--- STUDY MATERIAL ---
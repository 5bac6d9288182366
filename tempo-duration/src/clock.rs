use crate::parse::{DurationInput, parse_duration};

/// Format a duration as a clock string: `M:SS`, or `H:MM:SS` once there is
/// at least an hour (days fold into the hours field).
///
/// Sub-second precision is truncated, never rounded, and anything that
/// normalizes to a non-positive duration renders as `"0:00"`.
///
/// # Examples
///
/// ```
/// use tempo_duration::format_duration;
///
/// assert_eq!(format_duration(74_000.0), "1:14");
/// assert_eq!(format_duration("2d 3h 4m 5s"), "51:04:05");
/// assert_eq!(format_duration(-10.0), "0:00");
/// ```
pub fn format_duration<'a>(input: impl Into<DurationInput<'a>>) -> String {
    let total_seconds = (parse_duration(input) / 1000.0).floor();
    if total_seconds <= 0.0 {
        return "0:00".to_string();
    }
    let total_seconds = total_seconds as u64;
    let hours = total_seconds / 3600;
    let minutes = total_seconds % 3600 / 60;
    let seconds = total_seconds % 60;
    if hours > 0 {
        format!("{hours}:{minutes:02}:{seconds:02}")
    } else {
        format!("{minutes}:{seconds:02}")
    }
}
//! The compound duration string grammar.
//!
//! A duration string is a sequence of up to seven optional segments in one
//! fixed order: years, months, days, hours, minutes, seconds, milliseconds
//! (`"1y 2mo 3d 4h 5m 6s 7ms"`). Each segment is a signed, optionally
//! fractional number followed by the unit abbreviation. Whitespace between
//! tokens is free-form. Segments must not repeat or appear out of order.

use crate::error::{ParseError, ParseResult};
use crate::units;
use std::time::Duration;
use tracing::debug;

/// A duration given either as raw milliseconds or as a compound string.
#[derive(Debug, Clone, Copy, PartialEq)]
pub enum DurationInput<'a> {
    Millis(f64),
    Text(&'a str),
}

impl From<f64> for DurationInput<'static> {
    fn from(millis: f64) -> Self {
        DurationInput::Millis(millis)
    }
}

impl From<i64> for DurationInput<'static> {
    fn from(millis: i64) -> Self {
        DurationInput::Millis(millis as f64)
    }
}

impl From<i32> for DurationInput<'static> {
    fn from(millis: i32) -> Self {
        DurationInput::Millis(f64::from(millis))
    }
}

impl From<u64> for DurationInput<'static> {
    fn from(millis: u64) -> Self {
        DurationInput::Millis(millis as f64)
    }
}

impl From<u32> for DurationInput<'static> {
    fn from(millis: u32) -> Self {
        DurationInput::Millis(f64::from(millis))
    }
}

impl<'a> From<&'a str> for DurationInput<'a> {
    fn from(text: &'a str) -> Self {
        DurationInput::Text(text)
    }
}

impl<'a> From<&'a String> for DurationInput<'a> {
    fn from(text: &'a String) -> Self {
        DurationInput::Text(text.as_str())
    }
}

struct Segment {
    abbrev: &'static str,
    millis: i64,
}

/// Canonical unit order. The parser walks these positions once, in order,
/// so a repeated or misplaced unit falls through to the leftover check.
const SEGMENTS: [Segment; 7] = [
    Segment { abbrev: "y", millis: units::YEAR },
    Segment { abbrev: "mo", millis: units::MONTH },
    Segment { abbrev: "d", millis: units::DAY },
    Segment { abbrev: "h", millis: units::HOUR },
    Segment { abbrev: "m", millis: units::MINUTE },
    Segment { abbrev: "s", millis: units::SECOND },
    Segment { abbrev: "ms", millis: 1 },
];

/// Abbreviations longest-first, for classifying leftover input.
const ABBREVS: [&str; 7] = ["mo", "ms", "y", "d", "h", "m", "s"];

/// Convert a duration into signed milliseconds.
///
/// Numeric input is returned unchanged. Strings are parsed against the
/// compound grammar; a malformed string degrades to `0.0` rather than
/// failing (use [`try_parse_duration`] to observe the error instead).
///
/// # Examples
///
/// ```
/// use tempo_duration::parse_duration;
///
/// assert_eq!(parse_duration("6s 749ms"), 6749.0);
/// assert_eq!(parse_duration("8m -14s"), 466_000.0);
/// assert_eq!(parse_duration(1500.0), 1500.0);
/// assert_eq!(parse_duration("not a duration"), 0.0);
/// ```
pub fn parse_duration<'a>(input: impl Into<DurationInput<'a>>) -> f64 {
    match input.into() {
        DurationInput::Millis(millis) => millis,
        DurationInput::Text(text) => try_parse_duration(text).unwrap_or_else(|error| {
            debug!(input = text, %error, "malformed duration string, defaulting to 0ms");
            0.0
        }),
    }
}

/// Strict variant of [`parse_duration`] for string input.
///
/// Parses the compound grammar and reports leftover input instead of
/// degrading to zero. An empty (or all-whitespace) string is valid and
/// parses to `0.0`.
pub fn try_parse_duration(input: &str) -> ParseResult<f64> {
    let mut scanner = Scanner::new(input);
    let mut total = 0.0;
    for segment in &SEGMENTS {
        if let Some(value) = scanner.segment(segment) {
            total += value * segment.millis as f64;
        }
    }
    scanner.skip_spaces();
    if scanner.at_end() {
        Ok(total)
    } else {
        Err(scanner.classify_leftover())
    }
}

/// Strictly parse a duration string into a [`std::time::Duration`].
///
/// Negative totals have no `Duration` representation and are rejected.
pub fn parse_std_duration(input: &str) -> ParseResult<Duration> {
    let millis = try_parse_duration(input)?;
    if millis < 0.0 {
        return Err(ParseError::NegativeDuration { millis });
    }
    Duration::try_from_secs_f64(millis / 1000.0).map_err(|_| ParseError::OutOfRange { millis })
}

struct Scanner<'a> {
    input: &'a [u8],
    pos: usize,
}

impl<'a> Scanner<'a> {
    fn new(input: &'a str) -> Self {
        Scanner {
            input: input.as_bytes(),
            pos: 0,
        }
    }

    fn peek(&self) -> Option<u8> {
        self.input.get(self.pos).copied()
    }

    fn at_end(&self) -> bool {
        self.pos == self.input.len()
    }

    fn skip_spaces(&mut self) {
        while matches!(self.peek(), Some(b' ' | b'\t')) {
            self.pos += 1;
        }
    }

    fn eat(&mut self, tag: &str) -> bool {
        if self.input[self.pos..].starts_with(tag.as_bytes()) {
            self.pos += tag.len();
            true
        } else {
            false
        }
    }

    fn digits(&mut self) -> usize {
        let start = self.pos;
        while matches!(self.peek(), Some(b'0'..=b'9')) {
            self.pos += 1;
        }
        self.pos - start
    }

    /// An optionally negative decimal number. The leading zero of a
    /// fraction may be omitted (`.25`); a trailing dot may not.
    fn number(&mut self) -> Option<f64> {
        let start = self.pos;
        if self.peek() == Some(b'-') {
            self.pos += 1;
        }
        let int_digits = self.digits();
        let mut frac_digits = 0;
        if self.peek() == Some(b'.') {
            let dot = self.pos;
            self.pos += 1;
            frac_digits = self.digits();
            if frac_digits == 0 {
                self.pos = dot;
            }
        }
        if int_digits == 0 && frac_digits == 0 {
            self.pos = start;
            return None;
        }
        // The scan above only admits strings that f64 accepts.
        std::str::from_utf8(&self.input[start..self.pos])
            .ok()?
            .parse()
            .ok()
    }

    /// One optional `ws* number ws* abbrev` position. Rewinds wholesale on
    /// any partial match so the next position sees the original input.
    fn segment(&mut self, segment: &Segment) -> Option<f64> {
        let start = self.pos;
        self.skip_spaces();
        let Some(value) = self.number() else {
            self.pos = start;
            return None;
        };
        self.skip_spaces();
        if !self.eat(segment.abbrev) {
            self.pos = start;
            return None;
        }
        // `m` alone is minutes; back off when it is the start of `ms` or
        // `mo` so those tokens reach their own positions (or the leftover
        // check, if out of order).
        if segment.abbrev == "m" && matches!(self.peek(), Some(b's' | b'o')) {
            self.pos = start;
            return None;
        }
        Some(value)
    }

    /// Called with unconsumed input after all seven positions: decide what
    /// the leftover looks like for the error message.
    fn classify_leftover(&mut self) -> ParseError {
        let offset = self.pos;
        if self.number().is_some() {
            self.skip_spaces();
            for abbrev in ABBREVS {
                if self.eat(abbrev) {
                    return ParseError::MisplacedUnit {
                        unit: abbrev,
                        offset,
                    };
                }
            }
            return ParseError::BareNumber { offset };
        }
        ParseError::Trailing {
            offset,
            found: String::from_utf8_lossy(&self.input[offset..]).into_owned(),
        }
    }
}
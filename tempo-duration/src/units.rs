//! Millisecond conversion factors for the duration grammar.
//!
//! These are fixed constants, not calendar-derived: a month is always
//! 30 days and a year always 365 days.

pub const SECOND: i64 = 1_000;
pub const MINUTE: i64 = 60 * SECOND;
pub const HOUR: i64 = 60 * MINUTE;
pub const DAY: i64 = 24 * HOUR;
pub const MONTH: i64 = 30 * DAY;
pub const YEAR: i64 = 365 * DAY;
use miette::Diagnostic;
use thiserror::Error;

/// Errors reported by the strict duration parser.
///
/// Offsets are byte positions into the input where the first leftover
/// token starts.
#[derive(Error, Diagnostic, Debug, Clone, PartialEq)]
pub enum ParseError {
    #[error("number without a unit at byte {offset}")]
    BareNumber { offset: usize },

    #[error("unit '{unit}' is repeated or out of order at byte {offset}, expected y mo d h m s ms")]
    MisplacedUnit { unit: &'static str, offset: usize },

    #[error("unrecognized duration input at byte {offset}: {found:?}")]
    Trailing { offset: usize, found: String },

    #[error("duration is negative: {millis}ms")]
    NegativeDuration { millis: f64 },

    #[error("duration does not fit std::time::Duration: {millis}ms")]
    OutOfRange { millis: f64 },
}

/// A specialized result type for duration parsing.
pub type ParseResult<T> = std::result::Result<T, ParseError>;
//! # tempo-duration
//!
//! The duration core of the tempo workspace:
//!
//! - A compound duration string grammar (`"1y 2mo 3d 4h 5m 6s 7ms"`) that
//!   normalizes strings or raw numbers to signed milliseconds
//! - A clock-style formatter (`"51:04:05"`, `"1:14"`)
//! - The fixed unit conversion factors shared with `tempo-relative`
//!
//! Unit conversions are deliberately calendar-naive: a month is always 30
//! days and a year always 365 days.

pub mod clock;
pub mod error;
pub mod parse;
pub mod units;

// Re-export common types for convenience
pub use clock::format_duration;
pub use error::{ParseError, ParseResult};
pub use parse::{DurationInput, parse_duration, parse_std_duration, try_parse_duration};
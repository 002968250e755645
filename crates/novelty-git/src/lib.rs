//! libgit2 backend for novelty.
//!
//! Implements the repository-facing traits of `novelty-search` on top of a
//! real git repository:
//!
//! - [`GitRepository`] -- snapshot (index tree, `HEAD`, identity, clock),
//!   raw commit writes and the final mixed reset
//! - [`GitObjectHasher`] -- git's object id for a commit record, computed
//!   without touching the repository so every search worker can share it
//!
//! Every libgit2 failure surfaces as an `ExternalError` naming the step that
//! failed.

mod error;
pub mod hasher;
pub mod repository;

pub use hasher::GitObjectHasher;
pub use repository::GitRepository;
use serde::{Deserialize, Serialize};

/// Attempts between two progress reports.
pub const DEFAULT_REPORT_INTERVAL: u64 = 100_000;

/// Tuning for a search run.
#[derive(Clone, Debug, PartialEq, Eq, Serialize, Deserialize)]
#[serde(default, deny_unknown_fields)]
pub struct SearchConfig {
    /// Number of worker threads. `1` runs the loop on the calling thread.
    pub workers: usize,
    /// Give up after this many candidates (counters `0..max_attempts`).
    pub max_attempts: Option<u64>,
    /// Report progress every this many hashed candidates.
    pub report_interval: u64,
}

impl Default for SearchConfig {
    fn default() -> Self {
        Self {
            workers: num_cpus::get(),
            max_attempts: None,
            report_interval: DEFAULT_REPORT_INTERVAL,
        }
    }
}

impl SearchConfig {
    /// Single-threaded search, candidates tried strictly in counter order.
    pub fn sequential() -> Self {
        Self {
            workers: 1,
            ..Default::default()
        }
    }

    pub fn with_workers(mut self, workers: usize) -> Self {
        self.workers = workers;
        self
    }

    pub fn with_max_attempts(mut self, max_attempts: u64) -> Self {
        self.max_attempts = Some(max_attempts);
        self
    }

    pub fn with_report_interval(mut self, report_interval: u64) -> Self {
        self.report_interval = report_interval;
        self
    }

    /// Worker count, at least one.
    pub fn effective_workers(&self) -> usize {
        self.workers.max(1)
    }

    /// Report interval, at least one.
    pub fn effective_report_interval(&self) -> u64 {
        self.report_interval.max(1)
    }
}
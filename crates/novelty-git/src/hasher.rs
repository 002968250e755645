use git2::{ObjectType, Oid};

use novelty_search::{Digester, ExternalResult, Stage};
use novelty_types::Digest;

use crate::error::{at, digest_of};

/// git's object id for a commit record: SHA-1 over `commit <len>\0<record>`.
///
/// Stateless; safe to share across search workers.
#[derive(Clone, Copy, Debug, Default)]
pub struct GitObjectHasher;

impl Digester for GitObjectHasher {
    fn digest(&self, payload: &[u8]) -> ExternalResult<Digest> {
        let oid = Oid::hash_object(ObjectType::Commit, payload).map_err(at(Stage::Digest))?;
        digest_of(oid, Stage::Digest)
    }
}
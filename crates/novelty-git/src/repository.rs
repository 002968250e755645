use std::path::Path;

use chrono::Local;
use git2::{ErrorCode, ObjectType, Repository, ResetType};
use tracing::debug;

use novelty_search::{
    Checkout, ExternalError, ExternalResult, Identity, ObjectWriter, RepositorySnapshot,
    RepositoryState, Stage, Timestamp,
};
use novelty_types::Digest;

use crate::error::{at, digest_of, oid_of};

/// A git repository on disk, accessed through libgit2.
pub struct GitRepository {
    repo: Repository,
    timestamp: Option<Timestamp>,
}

impl GitRepository {
    /// Open the repository at `path` (no upward discovery).
    pub fn open(path: impl AsRef<Path>) -> ExternalResult<Self> {
        let repo = Repository::open(path.as_ref()).map_err(at(Stage::Repository))?;
        Ok(Self::from_repository(repo))
    }

    /// Wrap an already opened repository.
    pub fn from_repository(repo: Repository) -> Self {
        Self {
            repo,
            timestamp: None,
        }
    }

    /// Use a fixed commit instant instead of the local clock.
    pub fn with_timestamp(mut self, timestamp: Timestamp) -> Self {
        self.timestamp = Some(timestamp);
        self
    }

    /// The underlying libgit2 handle.
    pub fn inner(&self) -> &Repository {
        &self.repo
    }

    fn identity(&self) -> ExternalResult<Identity> {
        let config = self.repo.config().map_err(at(Stage::Identity))?;
        identity_from(&config)
    }

    /// Write the staged index out as a tree.
    fn tree(&self) -> ExternalResult<Digest> {
        let mut index = self.repo.index().map_err(at(Stage::Tree))?;
        let oid = index.write_tree().map_err(at(Stage::Tree))?;
        digest_of(oid, Stage::Tree)
    }

    /// Commit `HEAD` points at, or `None` on an unborn branch.
    fn parent(&self) -> ExternalResult<Option<Digest>> {
        let head = match self.repo.head() {
            Ok(head) => head,
            Err(e) if matches!(e.code(), ErrorCode::UnbornBranch | ErrorCode::NotFound) => {
                return Ok(None)
            }
            Err(e) => return Err(at(Stage::Head)(e)),
        };
        let oid = head
            .target()
            .ok_or_else(|| ExternalError::new(Stage::Head, "HEAD does not resolve to a commit"))?;
        digest_of(oid, Stage::Head).map(Some)
    }

    fn now(&self) -> Timestamp {
        self.timestamp.unwrap_or_else(|| {
            let now = Local::now();
            Timestamp::new(now.timestamp(), now.offset().local_minus_utc() / 60)
        })
    }
}

/// Read `user.name` and `user.email` from a (layered) git config.
fn identity_from(config: &git2::Config) -> ExternalResult<Identity> {
    let lookup = |key: &str| {
        config
            .get_string(key)
            .map_err(|e| ExternalError::new(Stage::Identity, format!("{key}: {}", e.message())))
    };
    Ok(Identity::new(lookup("user.name")?, lookup("user.email")?))
}

impl RepositoryState for GitRepository {
    fn snapshot(&self) -> ExternalResult<RepositorySnapshot> {
        let identity = self.identity()?;
        let tree = self.tree()?;
        let parent = self.parent()?;
        let when = self.now();
        debug!(%tree, parent = ?parent, "repository snapshot taken");
        Ok(RepositorySnapshot {
            tree,
            parent,
            identity,
            when,
        })
    }
}

impl ObjectWriter for GitRepository {
    fn write_commit(&self, payload: &[u8]) -> ExternalResult<Digest> {
        let odb = self.repo.odb().map_err(at(Stage::Write))?;
        let oid = odb
            .write(ObjectType::Commit, payload)
            .map_err(at(Stage::Write))?;
        digest_of(oid, Stage::Write)
    }
}

impl Checkout for GitRepository {
    /// Mixed reset: the branch and index move, working files stay.
    fn reset_to(&self, id: &Digest) -> ExternalResult<()> {
        let oid = oid_of(id, Stage::Checkout)?;
        let commit = self
            .repo
            .find_object(oid, Some(ObjectType::Commit))
            .map_err(at(Stage::Checkout))?;
        self.repo
            .reset(&commit, ResetType::Mixed, None)
            .map_err(at(Stage::Checkout))
    }
}

impl std::fmt::Debug for GitRepository {
    fn fmt(&self, f: &mut std::fmt::Formatter<'_>) -> std::fmt::Result {
        f.debug_struct("GitRepository")
            .field("path", &self.repo.path())
            .finish()
    }
}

--- TASK TO COMPLETE ---
Copy out every line in the entries above that holds "hours".

--- EXPECTED ANSWER ---
/// at least an hour (days fold into the hours field).
    let hours = total_seconds / 3600;
    if hours > 0 {
        format!("{hours}:{minutes:02}:{seconds:02}")
//! fixed order: years, months, days, hours, minutes, seconds, milliseconds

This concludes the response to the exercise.